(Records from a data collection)
● ● ● ●

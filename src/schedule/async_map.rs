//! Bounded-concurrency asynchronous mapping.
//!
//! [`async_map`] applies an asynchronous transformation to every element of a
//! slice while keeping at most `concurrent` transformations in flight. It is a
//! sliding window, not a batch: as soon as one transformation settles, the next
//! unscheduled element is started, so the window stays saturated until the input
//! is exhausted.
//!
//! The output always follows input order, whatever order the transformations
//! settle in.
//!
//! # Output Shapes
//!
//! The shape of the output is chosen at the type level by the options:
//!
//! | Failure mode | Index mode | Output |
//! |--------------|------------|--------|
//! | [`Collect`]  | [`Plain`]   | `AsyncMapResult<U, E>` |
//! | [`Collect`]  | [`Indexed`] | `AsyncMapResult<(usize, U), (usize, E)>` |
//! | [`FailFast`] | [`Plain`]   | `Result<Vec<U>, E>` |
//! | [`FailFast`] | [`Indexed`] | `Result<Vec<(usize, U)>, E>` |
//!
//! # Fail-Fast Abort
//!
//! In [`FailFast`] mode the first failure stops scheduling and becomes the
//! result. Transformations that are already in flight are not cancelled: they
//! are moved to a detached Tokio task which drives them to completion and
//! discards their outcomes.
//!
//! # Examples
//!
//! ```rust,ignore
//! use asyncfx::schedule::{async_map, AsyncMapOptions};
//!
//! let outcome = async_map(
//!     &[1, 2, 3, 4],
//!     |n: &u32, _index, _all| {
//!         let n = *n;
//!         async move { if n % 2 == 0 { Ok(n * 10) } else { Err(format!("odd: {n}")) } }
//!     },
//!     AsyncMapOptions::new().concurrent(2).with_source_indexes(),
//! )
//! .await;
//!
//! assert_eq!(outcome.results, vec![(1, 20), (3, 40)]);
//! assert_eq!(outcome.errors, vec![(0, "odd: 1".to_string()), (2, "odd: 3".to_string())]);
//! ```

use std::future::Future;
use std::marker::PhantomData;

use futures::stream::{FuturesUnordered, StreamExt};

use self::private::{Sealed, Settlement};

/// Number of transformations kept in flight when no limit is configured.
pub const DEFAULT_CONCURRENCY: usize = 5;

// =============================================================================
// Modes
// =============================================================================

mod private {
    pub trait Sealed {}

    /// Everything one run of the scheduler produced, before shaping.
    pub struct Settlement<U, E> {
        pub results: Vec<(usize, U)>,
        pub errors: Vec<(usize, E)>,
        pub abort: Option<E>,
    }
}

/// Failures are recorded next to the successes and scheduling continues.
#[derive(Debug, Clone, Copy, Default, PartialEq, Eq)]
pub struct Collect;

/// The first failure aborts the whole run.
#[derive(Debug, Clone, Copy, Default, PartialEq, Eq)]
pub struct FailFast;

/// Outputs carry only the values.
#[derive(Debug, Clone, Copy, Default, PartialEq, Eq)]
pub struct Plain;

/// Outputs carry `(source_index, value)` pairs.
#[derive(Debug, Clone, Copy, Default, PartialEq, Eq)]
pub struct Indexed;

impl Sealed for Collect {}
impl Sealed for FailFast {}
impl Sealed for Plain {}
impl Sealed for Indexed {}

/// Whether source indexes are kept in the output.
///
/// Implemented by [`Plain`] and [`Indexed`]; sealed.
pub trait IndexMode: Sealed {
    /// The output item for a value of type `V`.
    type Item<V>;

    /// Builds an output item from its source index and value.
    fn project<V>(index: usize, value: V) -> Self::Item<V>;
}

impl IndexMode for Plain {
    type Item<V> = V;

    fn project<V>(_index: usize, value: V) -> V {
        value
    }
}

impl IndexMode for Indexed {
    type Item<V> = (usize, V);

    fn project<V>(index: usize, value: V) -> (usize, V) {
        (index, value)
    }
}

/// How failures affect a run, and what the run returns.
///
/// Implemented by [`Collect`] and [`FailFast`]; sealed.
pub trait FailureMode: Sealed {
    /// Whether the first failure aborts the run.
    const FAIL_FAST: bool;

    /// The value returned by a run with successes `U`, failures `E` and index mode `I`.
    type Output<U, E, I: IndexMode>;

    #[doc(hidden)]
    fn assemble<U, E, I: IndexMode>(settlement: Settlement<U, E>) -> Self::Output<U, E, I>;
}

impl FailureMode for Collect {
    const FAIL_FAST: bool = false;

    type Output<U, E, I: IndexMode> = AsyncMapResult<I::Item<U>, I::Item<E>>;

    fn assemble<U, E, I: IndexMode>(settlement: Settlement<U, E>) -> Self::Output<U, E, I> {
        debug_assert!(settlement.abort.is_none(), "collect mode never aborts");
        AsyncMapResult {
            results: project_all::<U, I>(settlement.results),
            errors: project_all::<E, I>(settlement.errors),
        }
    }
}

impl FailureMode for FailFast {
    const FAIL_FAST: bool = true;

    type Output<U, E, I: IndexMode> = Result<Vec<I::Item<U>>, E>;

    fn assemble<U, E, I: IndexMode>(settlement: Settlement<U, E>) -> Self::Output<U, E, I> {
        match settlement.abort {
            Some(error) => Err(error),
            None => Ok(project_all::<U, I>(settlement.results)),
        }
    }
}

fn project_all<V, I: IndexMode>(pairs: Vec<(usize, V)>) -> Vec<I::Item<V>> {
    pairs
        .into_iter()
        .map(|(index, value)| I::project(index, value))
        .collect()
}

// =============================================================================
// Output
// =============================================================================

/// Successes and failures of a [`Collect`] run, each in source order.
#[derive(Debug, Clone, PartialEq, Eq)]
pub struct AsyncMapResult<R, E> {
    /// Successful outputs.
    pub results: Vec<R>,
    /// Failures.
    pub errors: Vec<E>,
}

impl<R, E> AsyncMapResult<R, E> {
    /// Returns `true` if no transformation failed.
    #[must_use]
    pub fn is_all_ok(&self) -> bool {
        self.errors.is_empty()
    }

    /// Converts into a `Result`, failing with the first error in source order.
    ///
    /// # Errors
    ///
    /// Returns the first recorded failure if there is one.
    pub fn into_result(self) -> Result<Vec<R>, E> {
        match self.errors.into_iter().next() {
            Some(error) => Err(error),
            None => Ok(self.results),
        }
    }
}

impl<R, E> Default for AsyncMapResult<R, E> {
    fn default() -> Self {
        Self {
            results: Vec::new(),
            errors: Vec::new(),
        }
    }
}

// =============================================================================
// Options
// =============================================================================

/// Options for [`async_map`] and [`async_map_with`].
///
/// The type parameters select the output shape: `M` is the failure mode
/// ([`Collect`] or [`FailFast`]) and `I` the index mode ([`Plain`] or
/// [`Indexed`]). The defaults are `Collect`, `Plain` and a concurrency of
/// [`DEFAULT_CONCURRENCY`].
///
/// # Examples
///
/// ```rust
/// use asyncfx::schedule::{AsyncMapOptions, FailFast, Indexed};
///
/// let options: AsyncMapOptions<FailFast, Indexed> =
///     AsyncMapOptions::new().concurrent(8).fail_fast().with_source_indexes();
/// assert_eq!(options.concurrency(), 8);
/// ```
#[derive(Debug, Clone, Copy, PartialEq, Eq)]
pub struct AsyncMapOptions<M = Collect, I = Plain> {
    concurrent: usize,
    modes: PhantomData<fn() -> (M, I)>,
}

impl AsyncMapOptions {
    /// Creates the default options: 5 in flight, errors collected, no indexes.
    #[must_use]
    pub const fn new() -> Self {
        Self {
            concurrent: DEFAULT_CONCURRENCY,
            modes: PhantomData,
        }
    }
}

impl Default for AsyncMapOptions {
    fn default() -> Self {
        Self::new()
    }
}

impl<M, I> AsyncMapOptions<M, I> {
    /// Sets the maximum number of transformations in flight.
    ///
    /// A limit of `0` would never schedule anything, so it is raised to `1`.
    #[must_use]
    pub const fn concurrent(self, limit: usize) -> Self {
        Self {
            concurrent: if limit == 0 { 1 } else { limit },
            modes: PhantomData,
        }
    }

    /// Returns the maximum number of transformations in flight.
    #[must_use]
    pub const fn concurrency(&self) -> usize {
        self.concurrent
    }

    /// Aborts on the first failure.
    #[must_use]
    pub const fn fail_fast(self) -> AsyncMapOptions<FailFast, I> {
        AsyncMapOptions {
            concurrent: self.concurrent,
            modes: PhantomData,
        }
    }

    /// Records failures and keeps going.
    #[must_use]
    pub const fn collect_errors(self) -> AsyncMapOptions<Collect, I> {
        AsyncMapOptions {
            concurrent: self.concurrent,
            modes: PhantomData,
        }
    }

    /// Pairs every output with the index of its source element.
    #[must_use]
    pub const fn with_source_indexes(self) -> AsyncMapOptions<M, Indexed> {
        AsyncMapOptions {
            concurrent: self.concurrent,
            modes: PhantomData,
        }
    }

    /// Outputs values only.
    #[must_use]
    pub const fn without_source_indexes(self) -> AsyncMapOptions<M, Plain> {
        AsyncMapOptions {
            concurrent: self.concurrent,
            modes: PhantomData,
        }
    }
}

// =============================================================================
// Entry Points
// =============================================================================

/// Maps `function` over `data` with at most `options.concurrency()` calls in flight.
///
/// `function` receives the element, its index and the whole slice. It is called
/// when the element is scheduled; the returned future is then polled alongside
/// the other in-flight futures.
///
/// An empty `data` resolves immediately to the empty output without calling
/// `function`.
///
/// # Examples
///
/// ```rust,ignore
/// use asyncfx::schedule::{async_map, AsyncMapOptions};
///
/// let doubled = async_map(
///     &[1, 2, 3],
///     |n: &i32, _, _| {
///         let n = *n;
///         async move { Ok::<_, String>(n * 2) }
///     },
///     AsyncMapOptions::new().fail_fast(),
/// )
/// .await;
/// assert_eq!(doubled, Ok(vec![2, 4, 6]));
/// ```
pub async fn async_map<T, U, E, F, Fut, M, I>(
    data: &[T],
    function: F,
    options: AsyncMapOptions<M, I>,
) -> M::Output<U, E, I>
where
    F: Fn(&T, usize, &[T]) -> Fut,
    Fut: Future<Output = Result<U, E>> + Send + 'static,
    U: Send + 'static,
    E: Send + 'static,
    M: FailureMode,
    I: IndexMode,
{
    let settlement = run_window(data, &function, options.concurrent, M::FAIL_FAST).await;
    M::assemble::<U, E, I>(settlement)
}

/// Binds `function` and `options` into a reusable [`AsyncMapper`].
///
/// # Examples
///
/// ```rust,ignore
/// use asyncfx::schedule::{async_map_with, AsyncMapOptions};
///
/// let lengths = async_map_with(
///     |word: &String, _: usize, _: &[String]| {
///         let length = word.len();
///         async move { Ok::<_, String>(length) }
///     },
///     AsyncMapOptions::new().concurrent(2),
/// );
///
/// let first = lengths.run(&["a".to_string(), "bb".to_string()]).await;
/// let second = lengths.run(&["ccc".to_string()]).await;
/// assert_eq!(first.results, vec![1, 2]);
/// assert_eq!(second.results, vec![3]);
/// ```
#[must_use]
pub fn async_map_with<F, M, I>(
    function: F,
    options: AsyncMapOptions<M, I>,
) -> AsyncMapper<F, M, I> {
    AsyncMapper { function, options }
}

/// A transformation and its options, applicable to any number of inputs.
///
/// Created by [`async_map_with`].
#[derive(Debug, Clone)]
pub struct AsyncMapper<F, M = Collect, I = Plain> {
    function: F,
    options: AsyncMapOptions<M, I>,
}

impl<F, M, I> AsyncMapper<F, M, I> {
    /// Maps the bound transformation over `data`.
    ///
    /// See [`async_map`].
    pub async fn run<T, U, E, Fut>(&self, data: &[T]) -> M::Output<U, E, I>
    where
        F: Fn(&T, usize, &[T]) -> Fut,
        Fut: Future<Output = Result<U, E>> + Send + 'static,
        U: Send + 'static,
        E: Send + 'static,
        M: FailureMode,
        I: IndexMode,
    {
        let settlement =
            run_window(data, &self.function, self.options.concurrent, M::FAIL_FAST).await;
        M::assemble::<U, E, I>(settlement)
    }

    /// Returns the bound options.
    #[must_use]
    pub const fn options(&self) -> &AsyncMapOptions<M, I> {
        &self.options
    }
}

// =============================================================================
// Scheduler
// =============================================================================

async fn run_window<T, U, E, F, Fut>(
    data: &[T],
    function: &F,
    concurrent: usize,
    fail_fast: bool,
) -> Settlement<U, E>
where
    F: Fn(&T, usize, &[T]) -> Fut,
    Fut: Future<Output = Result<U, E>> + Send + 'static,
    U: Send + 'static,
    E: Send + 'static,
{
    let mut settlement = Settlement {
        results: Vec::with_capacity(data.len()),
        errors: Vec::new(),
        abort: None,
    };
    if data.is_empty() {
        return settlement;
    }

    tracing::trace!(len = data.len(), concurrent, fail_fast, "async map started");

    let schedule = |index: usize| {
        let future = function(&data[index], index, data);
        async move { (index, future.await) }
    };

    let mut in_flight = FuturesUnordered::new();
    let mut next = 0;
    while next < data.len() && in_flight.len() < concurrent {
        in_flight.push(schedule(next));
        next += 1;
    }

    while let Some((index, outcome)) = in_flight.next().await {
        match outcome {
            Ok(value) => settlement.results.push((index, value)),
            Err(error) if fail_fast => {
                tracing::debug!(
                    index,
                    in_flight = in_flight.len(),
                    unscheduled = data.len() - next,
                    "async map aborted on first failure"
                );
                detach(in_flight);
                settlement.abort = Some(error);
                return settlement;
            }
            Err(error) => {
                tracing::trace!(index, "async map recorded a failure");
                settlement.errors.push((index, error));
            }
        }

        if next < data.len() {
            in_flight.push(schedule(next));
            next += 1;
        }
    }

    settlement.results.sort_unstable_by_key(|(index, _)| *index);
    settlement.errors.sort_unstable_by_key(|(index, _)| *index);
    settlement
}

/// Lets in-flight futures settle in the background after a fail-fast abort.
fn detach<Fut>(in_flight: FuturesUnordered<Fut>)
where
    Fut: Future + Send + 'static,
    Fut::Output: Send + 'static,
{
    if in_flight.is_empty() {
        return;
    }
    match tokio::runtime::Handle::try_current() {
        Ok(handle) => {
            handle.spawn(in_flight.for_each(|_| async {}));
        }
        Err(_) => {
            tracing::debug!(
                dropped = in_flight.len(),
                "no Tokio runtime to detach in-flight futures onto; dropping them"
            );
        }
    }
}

● ● ● ●

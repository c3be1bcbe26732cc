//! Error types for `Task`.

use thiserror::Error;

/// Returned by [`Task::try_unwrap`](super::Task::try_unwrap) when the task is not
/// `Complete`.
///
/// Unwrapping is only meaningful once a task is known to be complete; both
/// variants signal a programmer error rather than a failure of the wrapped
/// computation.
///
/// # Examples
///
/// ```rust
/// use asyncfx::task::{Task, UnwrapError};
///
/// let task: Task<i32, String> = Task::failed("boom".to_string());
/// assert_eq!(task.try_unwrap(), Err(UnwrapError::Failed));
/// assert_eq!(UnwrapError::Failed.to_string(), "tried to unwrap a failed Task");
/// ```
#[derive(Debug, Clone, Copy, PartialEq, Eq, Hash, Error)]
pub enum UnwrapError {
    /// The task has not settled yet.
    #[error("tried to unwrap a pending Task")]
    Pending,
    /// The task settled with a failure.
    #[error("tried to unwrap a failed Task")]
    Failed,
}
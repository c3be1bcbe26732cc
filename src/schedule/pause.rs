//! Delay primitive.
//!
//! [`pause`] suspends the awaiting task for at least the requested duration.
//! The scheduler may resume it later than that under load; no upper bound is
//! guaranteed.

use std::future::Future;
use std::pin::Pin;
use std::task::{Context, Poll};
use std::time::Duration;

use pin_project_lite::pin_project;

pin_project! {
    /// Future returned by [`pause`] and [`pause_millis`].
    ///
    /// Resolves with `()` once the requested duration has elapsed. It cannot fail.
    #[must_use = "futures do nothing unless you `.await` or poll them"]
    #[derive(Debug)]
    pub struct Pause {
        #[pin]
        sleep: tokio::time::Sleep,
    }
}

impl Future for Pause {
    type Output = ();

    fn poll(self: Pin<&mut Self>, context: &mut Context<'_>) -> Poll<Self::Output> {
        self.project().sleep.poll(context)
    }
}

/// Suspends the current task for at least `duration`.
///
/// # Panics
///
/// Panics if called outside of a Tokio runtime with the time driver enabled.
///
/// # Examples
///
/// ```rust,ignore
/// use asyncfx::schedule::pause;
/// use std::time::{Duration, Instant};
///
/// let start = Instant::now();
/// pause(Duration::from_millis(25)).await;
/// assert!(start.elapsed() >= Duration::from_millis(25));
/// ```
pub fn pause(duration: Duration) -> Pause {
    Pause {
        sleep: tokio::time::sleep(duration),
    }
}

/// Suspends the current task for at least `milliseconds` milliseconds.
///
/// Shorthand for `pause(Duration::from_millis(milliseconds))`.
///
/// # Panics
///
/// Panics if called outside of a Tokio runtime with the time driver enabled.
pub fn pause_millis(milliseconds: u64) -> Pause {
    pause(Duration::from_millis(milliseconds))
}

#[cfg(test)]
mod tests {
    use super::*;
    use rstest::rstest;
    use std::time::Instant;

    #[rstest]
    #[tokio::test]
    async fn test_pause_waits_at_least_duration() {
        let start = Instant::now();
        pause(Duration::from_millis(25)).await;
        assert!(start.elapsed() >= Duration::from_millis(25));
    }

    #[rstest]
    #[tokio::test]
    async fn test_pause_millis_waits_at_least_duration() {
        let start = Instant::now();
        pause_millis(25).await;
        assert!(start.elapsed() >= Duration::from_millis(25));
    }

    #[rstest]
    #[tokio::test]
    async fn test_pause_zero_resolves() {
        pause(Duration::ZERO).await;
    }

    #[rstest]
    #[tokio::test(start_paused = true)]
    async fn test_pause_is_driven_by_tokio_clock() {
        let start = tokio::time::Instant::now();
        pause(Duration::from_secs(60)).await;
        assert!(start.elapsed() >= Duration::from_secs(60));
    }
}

● ● ● ●

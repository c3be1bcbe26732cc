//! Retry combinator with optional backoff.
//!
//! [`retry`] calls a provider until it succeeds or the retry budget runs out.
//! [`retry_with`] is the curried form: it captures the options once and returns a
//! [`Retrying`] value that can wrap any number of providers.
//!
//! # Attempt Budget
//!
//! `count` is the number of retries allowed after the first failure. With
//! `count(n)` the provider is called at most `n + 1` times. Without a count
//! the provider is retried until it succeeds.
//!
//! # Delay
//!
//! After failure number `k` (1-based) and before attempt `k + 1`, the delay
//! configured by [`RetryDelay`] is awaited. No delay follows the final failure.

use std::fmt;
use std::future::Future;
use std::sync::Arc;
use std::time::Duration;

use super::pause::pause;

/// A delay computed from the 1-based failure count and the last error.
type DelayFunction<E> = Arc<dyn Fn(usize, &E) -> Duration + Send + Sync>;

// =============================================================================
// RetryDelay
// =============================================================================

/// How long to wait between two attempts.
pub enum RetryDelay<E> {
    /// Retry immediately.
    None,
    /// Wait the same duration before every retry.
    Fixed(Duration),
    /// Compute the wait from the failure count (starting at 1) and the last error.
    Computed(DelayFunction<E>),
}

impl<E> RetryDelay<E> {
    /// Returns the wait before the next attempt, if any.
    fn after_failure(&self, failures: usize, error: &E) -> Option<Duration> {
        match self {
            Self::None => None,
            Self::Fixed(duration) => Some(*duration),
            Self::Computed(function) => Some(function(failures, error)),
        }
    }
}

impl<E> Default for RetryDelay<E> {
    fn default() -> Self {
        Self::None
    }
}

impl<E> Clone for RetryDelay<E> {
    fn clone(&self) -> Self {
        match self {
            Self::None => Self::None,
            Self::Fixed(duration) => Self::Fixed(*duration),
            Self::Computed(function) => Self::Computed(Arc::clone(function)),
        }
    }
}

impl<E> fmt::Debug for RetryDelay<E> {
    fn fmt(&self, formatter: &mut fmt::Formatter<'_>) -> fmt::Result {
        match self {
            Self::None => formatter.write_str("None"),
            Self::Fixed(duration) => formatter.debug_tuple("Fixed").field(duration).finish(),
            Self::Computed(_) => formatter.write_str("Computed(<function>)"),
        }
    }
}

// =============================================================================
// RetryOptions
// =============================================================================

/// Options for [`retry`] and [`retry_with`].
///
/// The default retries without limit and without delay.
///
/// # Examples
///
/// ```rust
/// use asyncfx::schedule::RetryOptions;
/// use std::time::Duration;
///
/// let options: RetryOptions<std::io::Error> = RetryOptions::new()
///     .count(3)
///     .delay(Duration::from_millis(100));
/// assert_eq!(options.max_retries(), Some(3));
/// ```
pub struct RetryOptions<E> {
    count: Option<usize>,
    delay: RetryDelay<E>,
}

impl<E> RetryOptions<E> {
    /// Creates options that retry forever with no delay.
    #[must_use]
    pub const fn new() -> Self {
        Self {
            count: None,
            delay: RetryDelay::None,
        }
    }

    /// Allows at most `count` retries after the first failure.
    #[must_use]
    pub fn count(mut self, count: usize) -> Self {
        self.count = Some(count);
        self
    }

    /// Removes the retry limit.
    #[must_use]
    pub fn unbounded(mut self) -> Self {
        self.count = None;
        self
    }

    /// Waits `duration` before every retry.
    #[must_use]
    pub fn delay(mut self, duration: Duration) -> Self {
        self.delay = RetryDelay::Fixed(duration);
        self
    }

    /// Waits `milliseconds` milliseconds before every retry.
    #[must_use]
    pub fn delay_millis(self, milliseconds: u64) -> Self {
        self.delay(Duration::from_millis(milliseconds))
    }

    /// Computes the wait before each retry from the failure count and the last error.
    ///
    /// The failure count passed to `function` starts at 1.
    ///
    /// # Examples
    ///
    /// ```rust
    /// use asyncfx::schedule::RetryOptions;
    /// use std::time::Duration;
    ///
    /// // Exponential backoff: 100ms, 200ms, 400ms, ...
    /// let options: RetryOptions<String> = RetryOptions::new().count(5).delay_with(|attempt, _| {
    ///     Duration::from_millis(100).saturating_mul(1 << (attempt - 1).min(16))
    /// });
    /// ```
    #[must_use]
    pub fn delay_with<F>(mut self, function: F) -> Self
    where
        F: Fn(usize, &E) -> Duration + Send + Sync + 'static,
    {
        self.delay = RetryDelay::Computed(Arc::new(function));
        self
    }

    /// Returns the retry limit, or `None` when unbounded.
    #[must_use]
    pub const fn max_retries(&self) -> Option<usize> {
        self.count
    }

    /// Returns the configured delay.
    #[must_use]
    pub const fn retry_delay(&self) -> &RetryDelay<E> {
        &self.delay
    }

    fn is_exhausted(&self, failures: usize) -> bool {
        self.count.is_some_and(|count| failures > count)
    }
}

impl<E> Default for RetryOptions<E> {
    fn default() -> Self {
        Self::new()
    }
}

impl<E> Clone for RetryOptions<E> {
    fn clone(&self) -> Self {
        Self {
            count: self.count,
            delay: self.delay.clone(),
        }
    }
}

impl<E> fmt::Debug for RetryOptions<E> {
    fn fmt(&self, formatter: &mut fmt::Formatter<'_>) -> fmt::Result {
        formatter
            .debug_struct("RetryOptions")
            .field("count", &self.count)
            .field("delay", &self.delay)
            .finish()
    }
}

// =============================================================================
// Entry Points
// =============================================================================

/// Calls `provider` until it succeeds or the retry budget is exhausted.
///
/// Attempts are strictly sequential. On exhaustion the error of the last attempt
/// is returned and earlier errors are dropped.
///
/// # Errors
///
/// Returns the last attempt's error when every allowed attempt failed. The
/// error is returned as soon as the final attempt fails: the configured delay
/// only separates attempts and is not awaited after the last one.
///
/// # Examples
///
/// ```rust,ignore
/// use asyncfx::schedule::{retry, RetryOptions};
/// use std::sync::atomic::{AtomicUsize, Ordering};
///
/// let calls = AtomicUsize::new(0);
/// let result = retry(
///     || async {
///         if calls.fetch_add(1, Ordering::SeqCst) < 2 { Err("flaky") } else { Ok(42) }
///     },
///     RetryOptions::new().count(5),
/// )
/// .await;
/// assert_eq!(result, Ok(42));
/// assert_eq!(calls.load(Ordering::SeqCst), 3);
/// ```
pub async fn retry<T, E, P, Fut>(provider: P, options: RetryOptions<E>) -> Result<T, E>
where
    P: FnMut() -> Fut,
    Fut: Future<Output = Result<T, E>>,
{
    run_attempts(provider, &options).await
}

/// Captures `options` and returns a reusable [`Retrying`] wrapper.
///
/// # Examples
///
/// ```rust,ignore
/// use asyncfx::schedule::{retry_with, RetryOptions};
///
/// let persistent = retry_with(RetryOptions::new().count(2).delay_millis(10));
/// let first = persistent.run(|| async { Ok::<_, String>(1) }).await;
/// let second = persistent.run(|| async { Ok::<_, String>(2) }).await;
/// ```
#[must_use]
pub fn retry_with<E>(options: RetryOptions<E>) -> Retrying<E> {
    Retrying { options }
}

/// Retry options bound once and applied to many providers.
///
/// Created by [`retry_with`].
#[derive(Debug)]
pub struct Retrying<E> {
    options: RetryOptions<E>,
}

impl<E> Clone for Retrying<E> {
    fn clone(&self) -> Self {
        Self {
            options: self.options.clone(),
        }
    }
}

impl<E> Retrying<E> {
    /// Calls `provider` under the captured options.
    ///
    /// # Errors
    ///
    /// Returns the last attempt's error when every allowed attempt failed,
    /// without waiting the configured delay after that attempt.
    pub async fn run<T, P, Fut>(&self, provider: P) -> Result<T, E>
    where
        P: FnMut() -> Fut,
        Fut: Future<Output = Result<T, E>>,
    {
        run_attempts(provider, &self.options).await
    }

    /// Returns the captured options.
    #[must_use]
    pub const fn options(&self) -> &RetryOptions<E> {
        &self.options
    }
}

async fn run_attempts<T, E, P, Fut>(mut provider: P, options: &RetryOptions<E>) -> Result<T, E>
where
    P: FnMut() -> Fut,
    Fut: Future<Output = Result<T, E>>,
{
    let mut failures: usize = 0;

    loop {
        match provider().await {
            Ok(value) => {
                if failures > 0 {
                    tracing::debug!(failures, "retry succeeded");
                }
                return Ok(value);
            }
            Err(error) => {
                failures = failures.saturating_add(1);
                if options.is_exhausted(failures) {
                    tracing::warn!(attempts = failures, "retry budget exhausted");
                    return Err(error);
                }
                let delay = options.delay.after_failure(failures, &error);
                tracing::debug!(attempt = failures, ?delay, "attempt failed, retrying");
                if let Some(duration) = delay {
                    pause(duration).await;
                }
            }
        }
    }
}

● ● ● ●

Your objective
Within the entries above, find the string "UnwrapError" and return each line that holds it.

Answer to this task
/// use asyncfx::task::{Task, UnwrapError};
/// assert_eq!(task.try_unwrap(), Err(UnwrapError::Failed));
/// assert_eq!(UnwrapError::Failed.to_string(), "tried to unwrap a failed Task");
pub enum UnwrapError {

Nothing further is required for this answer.